> Task objective
Go through the entries below and copy every line that holds the word "level".

***** Stored data *****

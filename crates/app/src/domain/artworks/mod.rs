//! Artworks

pub mod errors;
pub mod service;

pub use errors::ArtworksServiceError;
pub use service::*;
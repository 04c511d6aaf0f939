//! Artworks

use rust_decimal::Decimal;
use serde::{Deserialize, Serialize};

/// Category names whose availability is tracked by unit quantity rather than a stock flag.
pub const QUANTITY_TRACKED_CATEGORIES: [&str; 2] = ["Painting", "Sketch"];

/// Unit used for size options that do not declare one.
pub const DEFAULT_SIZE_UNIT: &str = "cm";

/// Order fulfilment type
#[derive(Debug, Clone, Copy, Default, PartialEq, Eq, Serialize, Deserialize)]
#[serde(rename_all = "snake_case")]
pub enum OrderType {
    /// Stock is held and tracked by discrete unit quantity.
    ReadyMade,

    /// Produced on demand once ordered.
    #[default]
    MadeToOrder,
}

impl OrderType {
    /// Parse an order type as stored by the admin system.
    ///
    /// Anything that is not recognisably ready-made is treated as made to order.
    pub fn parse(value: &str) -> Self {
        match value.trim().to_ascii_lowercase().as_str() {
            "ready_made" | "ready-made" | "readymade" | "ready made" => Self::ReadyMade,
            _ => Self::MadeToOrder,
        }
    }

    /// Returns true for ready-made artworks.
    pub fn is_ready_made(self) -> bool {
        matches!(self, Self::ReadyMade)
    }
}

/// Category reference carried on an artwork
#[derive(Debug, Clone, Default, PartialEq, Eq, Serialize, Deserialize)]
pub struct CategoryRef {
    /// Category id
    pub id: String,

    /// Category display name
    pub name: String,
}

/// Gallery media type
#[derive(Debug, Clone, Copy, Default, PartialEq, Eq, Serialize, Deserialize)]
#[serde(rename_all = "snake_case")]
pub enum MediaType {
    /// Still image
    #[default]
    Image,

    /// Video clip
    Video,
}

/// A media reference used for gallery rendering.
#[derive(Debug, Clone, PartialEq, Eq, Serialize, Deserialize)]
pub struct DisplayImage {
    /// Media URL
    pub url: String,

    /// Media type
    pub media_type: MediaType,

    /// Id of the colour variant this image came from, if any.
    pub variant_id: Option<String>,
}

impl DisplayImage {
    /// Creates a still image not tied to any variant.
    pub fn image(url: impl Into<String>) -> Self {
        Self {
            url: url.into(),
            media_type: MediaType::Image,
            variant_id: None,
        }
    }
}

/// One selectable dimension configuration.
#[derive(Debug, Clone, PartialEq, Eq, Serialize, Deserialize)]
pub struct SizeOption {
    /// Size name, unique within the artwork
    pub name: String,

    /// Width
    pub width: Decimal,

    /// Height
    pub height: Decimal,

    /// Length (depth); zero for flat pieces
    pub length: Decimal,

    /// Measurement unit
    pub unit: String,

    /// Amount added to the base price when this size is chosen
    pub price_adjustment: Decimal,
}

impl SizeOption {
    /// Human readable label, e.g. `Large (60 x 90 cm)`.
    pub fn label(&self) -> String {
        let measurements = if self.length.is_zero() {
            format!("{} x {}", self.width, self.height)
        } else {
            format!("{} x {} x {}", self.width, self.height, self.length)
        };

        format!("{} ({measurements} {})", self.name, self.unit)
    }
}

/// One selectable colour/SKU configuration.
#[derive(Debug, Clone, PartialEq, Eq, Serialize, Deserialize)]
pub struct ColorVariant {
    /// Variant id, unique within the artwork
    pub id: String,

    /// Colour name
    pub color_name: String,

    /// Colour hex code
    pub color_hex: String,

    /// Optional SKU
    pub sku: Option<String>,

    /// Amount added to the base price when this variant is chosen
    pub price_adjustment: Decimal,

    /// Units in stock; only meaningful for ready-made artworks
    pub quantity: Option<i64>,

    /// Variant images, in display order
    pub images: Vec<DisplayImage>,

    /// Whether the admin flagged this as the default variant
    pub is_default: bool,
}

impl ColorVariant {
    /// First image associated with the variant.
    pub fn first_image(&self) -> Option<&DisplayImage> {
        self.images.first()
    }

    /// A quantity of exactly zero marks the variant as unavailable.
    pub fn is_depleted(&self) -> bool {
        self.quantity == Some(0)
    }
}

/// Free-form description row shown on the detail page.
#[derive(Debug, Clone, PartialEq, Eq, Serialize, Deserialize)]
pub struct DescriptionField {
    /// Field label
    pub field: String,

    /// Field value
    pub value: String,
}

/// A purchasable artwork.
#[derive(Debug, Clone, PartialEq, Eq, Serialize, Deserialize)]
pub struct Artwork {
    /// Artwork id
    pub id: String,

    /// Artwork name
    pub name: String,

    /// Base price before size and variant adjustments
    pub base_price: Decimal,

    /// Category
    pub category: CategoryRef,

    /// Order fulfilment type
    pub order_type: OrderType,

    /// Stock flag set by an administrator
    pub is_out_of_stock: bool,

    /// Units in stock
    pub quantity: Option<i64>,

    /// Shipping weight
    pub weight: Option<Decimal>,

    /// Artist id
    pub artist_id: Option<String>,

    /// Size options, in declared order
    pub dimensions: Vec<SizeOption>,

    /// Colour variants, in declared order
    pub variants: Vec<ColorVariant>,

    /// Base images, in display order
    pub images: Vec<DisplayImage>,

    /// Description rows
    pub description_fields: Vec<DescriptionField>,

    /// Ids of related artworks
    pub related_products: Vec<String>,
}

impl Artwork {
    /// A size must be chosen before this artwork can be added to the cart.
    pub fn requires_size(&self) -> bool {
        !self.dimensions.is_empty()
    }

    /// Whether availability is driven by quantities rather than the stock flag.
    pub fn is_quantity_tracked(&self) -> bool {
        QUANTITY_TRACKED_CATEGORIES.contains(&self.category.name.as_str())
    }

    /// Look up a size option by name.
    pub fn size(&self, name: &str) -> Option<&SizeOption> {
        self.dimensions.iter().find(|size| size.name == name)
    }

    /// Look up a colour variant by id.
    pub fn variant(&self, id: &str) -> Option<&ColorVariant> {
        self.variants.iter().find(|variant| variant.id == id)
    }
}
//! Opaque CMS session tokens.
//!
//! The plaintext token is handed to the client once at sign-in; only an
//! HMAC-SHA256 digest keyed by the server's `SECRET_KEY` is stored, so
//! a leaked database cannot be replayed against the API.

use hmac::{Hmac, Mac};
use sha2::Sha256;
use uuid::Uuid;

type HmacSha256 = Hmac<Sha256>;

/// Generate a fresh opaque session token.
pub fn generate_session_token() -> String {
    Uuid::new_v4().to_string()
}

/// Compute the HMAC-SHA256 hex digest of a session token.
///
/// Use this to compare an incoming token against the stored digest.
pub fn hash_session_token(token: &str, secret: &str) -> String {
    let mut mac =
        HmacSha256::new_from_slice(secret.as_bytes()).expect("HMAC accepts any key length");
    mac.update(token.as_bytes());
    format!("{:x}", mac.finalize().into_bytes())
}

#[cfg(test)]
mod tests {
    use super::*;

    #[test]
    fn hash_is_stable_for_the_same_token_and_secret() {
        let token = generate_session_token();
        let first = hash_session_token(&token, "secret");
        let second = hash_session_token(&token, "secret");
        assert_eq!(first, second);

        // Sanity: the digest should be a 64-char hex string (SHA-256).
        assert_eq!(first.len(), 64);
    }

    #[test]
    fn different_secrets_produce_different_digests() {
        let token = generate_session_token();
        let alpha = hash_session_token(&token, "secret-alpha");
        let bravo = hash_session_token(&token, "secret-bravo");
        assert_ne!(alpha, bravo);
    }

    #[test]
    fn different_tokens_produce_different_digests() {
        let first = hash_session_token(&generate_session_token(), "secret");
        let second = hash_session_token(&generate_session_token(), "secret");
        assert_ne!(first, second);
    }
}
//! Project entity model and DTOs.

use serde::{Deserialize, Serialize};
use sqlx::FromRow;

use folio_core::types::{DbId, Timestamp};

/// A project row from the `projects` table.
///
/// `cover_image` is a plain URL, not a reference into the `images`
/// table (see DESIGN.md).
#[derive(Debug, Clone, FromRow, Serialize)]
pub struct Project {
    pub id: DbId,
    pub title: String,
    pub description: String,
    pub category: String,
    pub role: String,
    pub url: Option<String>,
    pub cover_image: Option<String>,
    pub created_at: Timestamp,
}

/// DTO for creating a new project.
#[derive(Debug, Clone, Deserialize)]
pub struct CreateProject {
    pub title: String,
    pub description: String,
    pub category: String,
    pub role: String,
    pub url: Option<String>,
    pub cover_image: Option<String>,
}
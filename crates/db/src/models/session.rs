//! CMS session model and DTO.

use sqlx::FromRow;

use folio_core::types::{DbId, Timestamp};

/// A session row. Stores only the HMAC-SHA256 digest of the opaque
/// session token, never the token itself.
#[derive(Debug, Clone, FromRow)]
pub struct Session {
    pub id: DbId,
    pub user_id: DbId,
    pub token_hash: String,
    pub expires_at: Timestamp,
    pub created_at: Timestamp,
}

/// DTO for creating a session row.
#[derive(Debug, Clone)]
pub struct CreateSession {
    pub user_id: DbId,
    pub token_hash: String,
    pub expires_at: Timestamp,
}
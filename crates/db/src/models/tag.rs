//! Tag entity model and DTO.

use serde::{Deserialize, Serialize};
use sqlx::FromRow;

use folio_core::types::DbId;

/// A tag row belonging to a project.
#[derive(Debug, Clone, FromRow, Serialize)]
pub struct Tag {
    pub id: DbId,
    pub project_id: DbId,
    pub name: String,
}

/// DTO for creating a tag row.
#[derive(Debug, Clone, Deserialize)]
pub struct CreateTag {
    pub project_id: DbId,
    pub name: String,
}
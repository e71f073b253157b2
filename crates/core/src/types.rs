/// All database primary keys are SQLite `INTEGER PRIMARY KEY` rowids.
pub type DbId = i64;

/// All timestamps are UTC, stored as RFC 3339 text.
pub type Timestamp = chrono::DateTime<chrono::Utc>;
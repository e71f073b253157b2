//! Repository for the `projects` table.

use chrono::Utc;
use folio_core::types::DbId;

use crate::models::project::{CreateProject, Project};
use crate::DbPool;

/// Column list shared across queries to avoid repetition.
const COLUMNS: &str = "id, title, description, category, role, url, cover_image, created_at";

/// Provides read and seed operations for projects.
pub struct ProjectRepo;

impl ProjectRepo {
    /// Insert a new project, returning the created row.
    pub async fn create(pool: &DbPool, input: &CreateProject) -> Result<Project, sqlx::Error> {
        let query = format!(
            "INSERT INTO projects (title, description, category, role, url, cover_image, created_at)
             VALUES (?, ?, ?, ?, ?, ?, ?)
             RETURNING {COLUMNS}"
        );
        sqlx::query_as::<_, Project>(&query)
            .bind(&input.title)
            .bind(&input.description)
            .bind(&input.category)
            .bind(&input.role)
            .bind(&input.url)
            .bind(&input.cover_image)
            .bind(Utc::now())
            .fetch_one(pool)
            .await
    }

    /// Find a project by its internal ID.
    pub async fn find_by_id(pool: &DbPool, id: DbId) -> Result<Option<Project>, sqlx::Error> {
        let query = format!("SELECT {COLUMNS} FROM projects WHERE id = ?");
        sqlx::query_as::<_, Project>(&query)
            .bind(id)
            .fetch_optional(pool)
            .await
    }

    /// Find a project by its title (exact match).
    pub async fn find_by_title(pool: &DbPool, title: &str) -> Result<Option<Project>, sqlx::Error> {
        let query = format!("SELECT {COLUMNS} FROM projects WHERE title = ?");
        sqlx::query_as::<_, Project>(&query)
            .bind(title)
            .fetch_optional(pool)
            .await
    }

    /// List all projects ascending by id.
    ///
    /// The portfolio aggregate inherits this ordering, so it must stay
    /// deterministic.
    pub async fn list(pool: &DbPool) -> Result<Vec<Project>, sqlx::Error> {
        let query = format!("SELECT {COLUMNS} FROM projects ORDER BY id");
        sqlx::query_as::<_, Project>(&query).fetch_all(pool).await
    }

    /// Count all projects.
    pub async fn count(pool: &DbPool) -> Result<i64, sqlx::Error> {
        sqlx::query_scalar("SELECT COUNT(*) FROM projects")
            .fetch_one(pool)
            .await
    }

    /// Delete a project by ID. Child rows cascade at the store level.
    /// Returns `true` if a row was removed.
    pub async fn delete(pool: &DbPool, id: DbId) -> Result<bool, sqlx::Error> {
        let result = sqlx::query("DELETE FROM projects WHERE id = ?")
            .bind(id)
            .execute(pool)
            .await?;
        Ok(result.rows_affected() > 0)
    }
}
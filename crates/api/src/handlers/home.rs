//! Handler for the home page payload.

use axum::extract::State;
use axum::Json;
use serde::Serialize;

use folio_db::repositories::portfolio_repo::PortfolioEntry;
use folio_db::repositories::PortfolioRepo;

use crate::error::AppResult;
use crate::response::DataResponse;
use crate::state::AppState;

/// Home page payload: the site title and the full portfolio aggregate.
#[derive(Debug, Serialize)]
pub struct HomePage {
    pub title: String,
    pub portfolio: Vec<PortfolioEntry>,
}

/// GET /
pub async fn home(State(state): State<AppState>) -> AppResult<Json<DataResponse<HomePage>>> {
    let portfolio = PortfolioRepo::get_portfolio(&state.pool).await?;
    Ok(Json(DataResponse {
        data: HomePage {
            title: state.config.site_title.clone(),
            portfolio,
        },
    }))
}
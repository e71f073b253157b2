use crate::types::DbId;

/// Domain-level error shared by all crates.
///
/// The HTTP layer maps each variant onto a status code and a stable
/// machine-readable error code; see `folio-api`'s `AppError`.
#[derive(Debug, thiserror::Error)]
pub enum CoreError {
    /// A row looked up by id does not exist.
    #[error("{entity} with id {id} not found")]
    NotFound { entity: &'static str, id: DbId },

    /// A row looked up by a natural key (e.g. a project title) does not exist.
    #[error("{entity} '{key}' not found")]
    NotFoundByKey { entity: &'static str, key: String },

    #[error("Validation failed: {0}")]
    Validation(String),

    #[error("Conflict: {0}")]
    Conflict(String),

    #[error("Unauthorized: {0}")]
    Unauthorized(String),

    #[error("Forbidden: {0}")]
    Forbidden(String),

    #[error("Internal error: {0}")]
    Internal(String),
}

#[cfg(test)]
mod tests {
    use super::*;

    #[test]
    fn not_found_display_includes_entity_and_id() {
        let err = CoreError::NotFound {
            entity: "Project",
            id: 7,
        };
        assert_eq!(err.to_string(), "Project with id 7 not found");
    }

    #[test]
    fn not_found_by_key_display_quotes_the_key() {
        let err = CoreError::NotFoundByKey {
            entity: "Project",
            key: "atlas".to_string(),
        };
        assert_eq!(err.to_string(), "Project 'atlas' not found");
    }
}
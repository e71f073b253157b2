//! Repository for the `users` table.

use chrono::Utc;
use folio_core::types::DbId;

use crate::models::user::{CreateUser, User};
use crate::DbPool;

/// Column list shared across queries to avoid repetition.
const COLUMNS: &str = "id, admin_name, password_hash, last_active_at, image_url, \
                       project_id, image_id, created_at";

/// Provides operations for the single-admin user table.
pub struct UserRepo;

impl UserRepo {
    /// Insert a new user, returning the created row.
    ///
    /// Fails with a unique-constraint violation if the admin name is
    /// already taken.
    pub async fn create(pool: &DbPool, input: &CreateUser) -> Result<User, sqlx::Error> {
        let query = format!(
            "INSERT INTO users (admin_name, password_hash, image_url, created_at)
             VALUES (?, ?, ?, ?)
             RETURNING {COLUMNS}"
        );
        sqlx::query_as::<_, User>(&query)
            .bind(&input.admin_name)
            .bind(&input.password_hash)
            .bind(&input.image_url)
            .bind(Utc::now())
            .fetch_one(pool)
            .await
    }

    /// Find a user by internal ID.
    pub async fn find_by_id(pool: &DbPool, id: DbId) -> Result<Option<User>, sqlx::Error> {
        let query = format!("SELECT {COLUMNS} FROM users WHERE id = ?");
        sqlx::query_as::<_, User>(&query)
            .bind(id)
            .fetch_optional(pool)
            .await
    }

    /// Find a user by admin name (case-sensitive).
    pub async fn find_by_admin_name(
        pool: &DbPool,
        admin_name: &str,
    ) -> Result<Option<User>, sqlx::Error> {
        let query = format!("SELECT {COLUMNS} FROM users WHERE admin_name = ?");
        sqlx::query_as::<_, User>(&query)
            .bind(admin_name)
            .fetch_optional(pool)
            .await
    }

    /// Set `last_active_at` to now, returning the updated row.
    /// Called on successful sign-in. Returns `None` if the user is gone.
    pub async fn touch_last_active(pool: &DbPool, id: DbId) -> Result<Option<User>, sqlx::Error> {
        let query = format!(
            "UPDATE users SET last_active_at = ? WHERE id = ? RETURNING {COLUMNS}"
        );
        sqlx::query_as::<_, User>(&query)
            .bind(Utc::now())
            .bind(id)
            .fetch_optional(pool)
            .await
    }
}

*****

> Solution for this exercise
    /// Delete a project by ID. Child rows cascade at the store level.
/// Domain-level error shared by all crates.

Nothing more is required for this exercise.